2019 is barely half over and we’ve already been challenged with the events of a lifetime. In my 50-plus years in the fire service, most of them industrial emergency response related, and my 34 years of publishing Industrial Fire World, I have seen and heard a lot about the challenges and innovations that have impacted industrial fire and emergency response.

In this issue, we planned to focus on sensing and detection systems, so I wanted to tell you that while that topic may not jump out at you as you read this issue, I hope that you will see the common thread of thought. God gave us our most valuable sensors: smell, hearing, vision and a brain to process those messages to guide us in daily routine operations and emergency events.

As technological advancements have emerged to make our fire world safer and lower risk to manage emergency incidents, it’s easy to numb our human senses that tell us danger is near. Look at what is not just in front of us on fire but also around us that impacts what could happen and how we can or cannot retreat if necessary. As you monitor what is going on day to day in your facility, it’s easy to let it become so routine that you miss an indicator that risk is increasing and action is needed to prevent or reduce risks on the horizon.

When the big event happens, recall the basics while punching in the calculations for foam and water flow needed.  Be open to hearing what others are saying about the situation. Everyone involved has sensors at work and they may see and hear things you cannot because of your location. Incident command in particular as well as the operations chief have a lot to process between what is, what appears to be and what could be based on actions or inactions of the responders they command.

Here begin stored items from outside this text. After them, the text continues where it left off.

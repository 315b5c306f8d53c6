//! @acp:module "Section Resolver"
//! @acp:summary "Select the ordered sections to render for a document"
//! @acp:domain documents
//! @acp:layer logic

use crate::compliance::ComplianceFlags;
use crate::questionnaire::AnswerSet;

use super::sections::{sections_for, SectionBasis, SectionRule};
use super::types::DocumentType;

/// Answer key holding questionnaire-selected regions
pub const REGION_ANSWER: &str = "target_regions";

/// A section selected for rendering
#[derive(Debug, Clone)]
pub struct ResolvedSection {
    pub rule: SectionRule,
}

impl ResolvedSection {
    pub fn id(&self) -> &'static str {
        self.rule.id
    }
}

/// Resolve the sections of `document_type`, in table order
///
/// When any compliance flag is on, flags are the only source of jurisdiction
/// content: region-answer sections are dropped and the region answer is hidden
/// from every other predicate.
pub fn resolve(
    document_type: DocumentType,
    answers: &AnswerSet,
    flags: &ComplianceFlags,
) -> Vec<ResolvedSection> {
    let flags_authoritative = flags.any_enabled();
    let effective = if flags_authoritative {
        without_regions(answers)
    } else {
        answers.clone()
    };

    let resolved: Vec<ResolvedSection> = sections_for(document_type)
        .into_iter()
        .filter(|rule| !(flags_authoritative && rule.basis == SectionBasis::RegionAnswer))
        .filter(|rule| rule.condition.evaluate(&effective, flags))
        .map(|rule| ResolvedSection { rule })
        .collect();

    tracing::debug!(
        "Resolved {} sections for {} (flags authoritative: {})",
        resolved.len(),
        document_type,
        flags_authoritative
    );
    resolved
}

/// Section ids only, in render order
pub fn resolve_ids(
    document_type: DocumentType,
    answers: &AnswerSet,
    flags: &ComplianceFlags,
) -> Vec<&'static str> {
    resolve(document_type, answers, flags)
        .iter()
        .map(ResolvedSection::id)
        .collect()
}

fn without_regions(answers: &AnswerSet) -> AnswerSet {
    answers
        .iter()
        .filter(|(id, _)| id.as_str() != REGION_ANSWER)
        .map(|(id, value)| (id.clone(), value.clone()))
        .collect()
}

#[cfg(test)]
mod tests {
    use super::*;
    use crate::compliance::Jurisdiction;
    use crate::questionnaire::AnswerValue;

    fn eu_answers() -> AnswerSet {
        AnswerSet::new().with(REGION_ANSWER, AnswerValue::list(["EU"]))
    }

    #[test]
    fn test_region_answer_selects_region_section_without_flags() {
        let ids = resolve_ids(DocumentType::PrivacyPolicy, &eu_answers(), &ComplianceFlags::new());
        assert!(ids.contains(&"pp_eu_region_rights"));
        assert!(!ids.contains(&"pp_gdpr_rights"));
    }

    #[test]
    fn test_gdpr_flag_takes_precedence_over_region_answer() {
        let flags = ComplianceFlags::new().with(Jurisdiction::Gdpr, true);
        let ids = resolve_ids(DocumentType::PrivacyPolicy, &eu_answers(), &flags);
        assert!(ids.contains(&"pp_gdpr_rights"));
        assert!(!ids.contains(&"pp_eu_region_rights"));
    }

    #[test]
    fn test_any_flag_suppresses_all_region_sections() {
        let flags = ComplianceFlags::new().with(Jurisdiction::Ccpa, true);
        let ids = resolve_ids(DocumentType::PrivacyPolicy, &eu_answers(), &flags);
        assert!(ids.contains(&"pp_ccpa_rights"));
        assert!(!ids.contains(&"pp_eu_region_rights"));
        assert!(!ids.contains(&"pp_gdpr_rights"));
        // Transfers were only justified by the EU region answer
        assert!(!ids.contains(&"pp_international_transfers"));
    }

    #[test]
    fn test_disabled_flags_are_not_authoritative() {
        let flags = ComplianceFlags::new().with(Jurisdiction::Gdpr, false);
        let ids = resolve_ids(DocumentType::PrivacyPolicy, &eu_answers(), &flags);
        assert!(ids.contains(&"pp_eu_region_rights"));
    }

    #[test]
    fn test_order_is_table_order() {
        let answers = AnswerSet::new()
            .with("has_ecommerce", true)
            .with("uses_analytics", true)
            .with("third_party_services", AnswerValue::list(["stripe", "google_analytics"]));
        let ids = resolve_ids(DocumentType::PrivacyPolicy, &answers, &ComplianceFlags::new());
        let table: Vec<_> = sections_for(DocumentType::PrivacyPolicy)
            .iter()
            .map(|r| r.id)
            .filter(|id| ids.contains(id))
            .collect();
        assert_eq!(ids, table);

        let ga = ids.iter().position(|id| *id == "service_google_analytics").unwrap();
        let stripe = ids.iter().position(|id| *id == "service_stripe").unwrap();
        assert!(ga < stripe);
    }

    #[test]
    fn test_resolution_is_deterministic() {
        let answers = eu_answers().with("has_user_accounts", true);
        let flags = ComplianceFlags::new();
        assert_eq!(
            resolve_ids(DocumentType::UserRightsNotice, &answers, &flags),
            resolve_ids(DocumentType::UserRightsNotice, &answers, &flags)
        );
    }
}
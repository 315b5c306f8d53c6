//! @acp:module "File Store"
//! @acp:summary "Key-value store keeping one pretty-printed JSON file per key"
//! @acp:domain storage
//! @acp:layer io

use serde_json::Value;
use std::path::{Path, PathBuf};

use super::{validate_key, KeyValueStore};
use crate::error::{PolicyError, Result};

/// `<root>/<key>.json`, e.g. `.policyforge/store/history/privacy_policy.json`
#[derive(Debug, Clone)]
pub struct FileStore {
    root: PathBuf,
}

impl FileStore {
    pub fn new(root: impl Into<PathBuf>) -> Self {
        Self { root: root.into() }
    }

    pub fn root(&self) -> &Path {
        &self.root
    }

    fn path_for(&self, key: &str) -> Result<PathBuf> {
        validate_key(key)?;
        Ok(self.root.join(format!("{}.json", key)))
    }
}

impl KeyValueStore for FileStore {
    fn get(&self, key: &str) -> Result<Option<Value>> {
        let path = self.path_for(key)?;
        if !path.exists() {
            return Ok(None);
        }
        let content = std::fs::read_to_string(&path)?;
        Ok(Some(serde_json::from_str(&content)?))
    }

    fn put(&mut self, key: &str, value: Value) -> Result<bool> {
        let path = self.path_for(key)?;
        let content = serde_json::to_string_pretty(&value)?;

        if let Ok(existing) = std::fs::read_to_string(&path) {
            if existing == content {
                return Ok(false);
            }
        }

        if let Some(parent) = path.parent() {
            std::fs::create_dir_all(parent).map_err(|e| PolicyError::save(key, e))?;
        }
        // Write beside the target and rename so readers never see a partial file
        let staging = path.with_extension("json.tmp");
        std::fs::write(&staging, content).map_err(|e| PolicyError::save(key, e))?;
        std::fs::rename(&staging, &path).map_err(|e| PolicyError::save(key, e))?;

        tracing::debug!("Wrote {:?}", path);
        Ok(true)
    }

    fn delete(&mut self, key: &str) -> Result<bool> {
        let path = self.path_for(key)?;
        if !path.exists() {
            return Ok(false);
        }
        std::fs::remove_file(&path)?;
        Ok(true)
    }
}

The weeks ahead are filled with training events and conference where you can share information and learn from experts and your peers. Again, I encourage you to ask a lot of “what if” questions as you go through these sessions. As you make decisions about foam, equipment, apparatus, PPE, sensing and detection and communications equipment, and strategy and tactics to keep pace with code changes and facility changes keep the basics in mind as well as new possibilities. 

Every day is a new opportunity to learn and share what you know.  That’s been the driving force in my career.  We recently moved to a new office and I had 50 boxes of books and 50 boxes of magazines on a wide scope of fire topics to move. I’m in the process of sending over 200 videos (also in DVD format) to the National Fire Heritage Center as a resource you can tap to use in your training.

I want to believe that every word and image contained in that collection is actively the knowledge employed by firefighters every day. The truth is that no matter what media is put to use, from fiber optics to smoke signals, complacency too often rules the day.

People act as if their minds are already so dangerously overburdened with data that adding one more fact about pump based foam proportioning systems risks squeezing out something really important. Who was burned alive on Drogo’s funeral pyre in “Game of Thrones”? What band sings during the opening credits on “Friends?”

Print or electronic, digital or analog, information ignored is information wasted. The problem is information about firefighting is particularly hard won, often at the risk of someone’s life. A firefighter being cavalier about staying current on fire protection is nothing short of a sin.

The bottom line is that none of the training and response resources are of much value unless we use them effectively in addressing each challenge we face.  Before you act ask, “what if?”

No, I do not know who was burned alive on Drogo’s funeral pyre. I am more concerned with keeping my readers from meeting the same fate at the next big refinery fire. I hope you are more worried about it yourselves.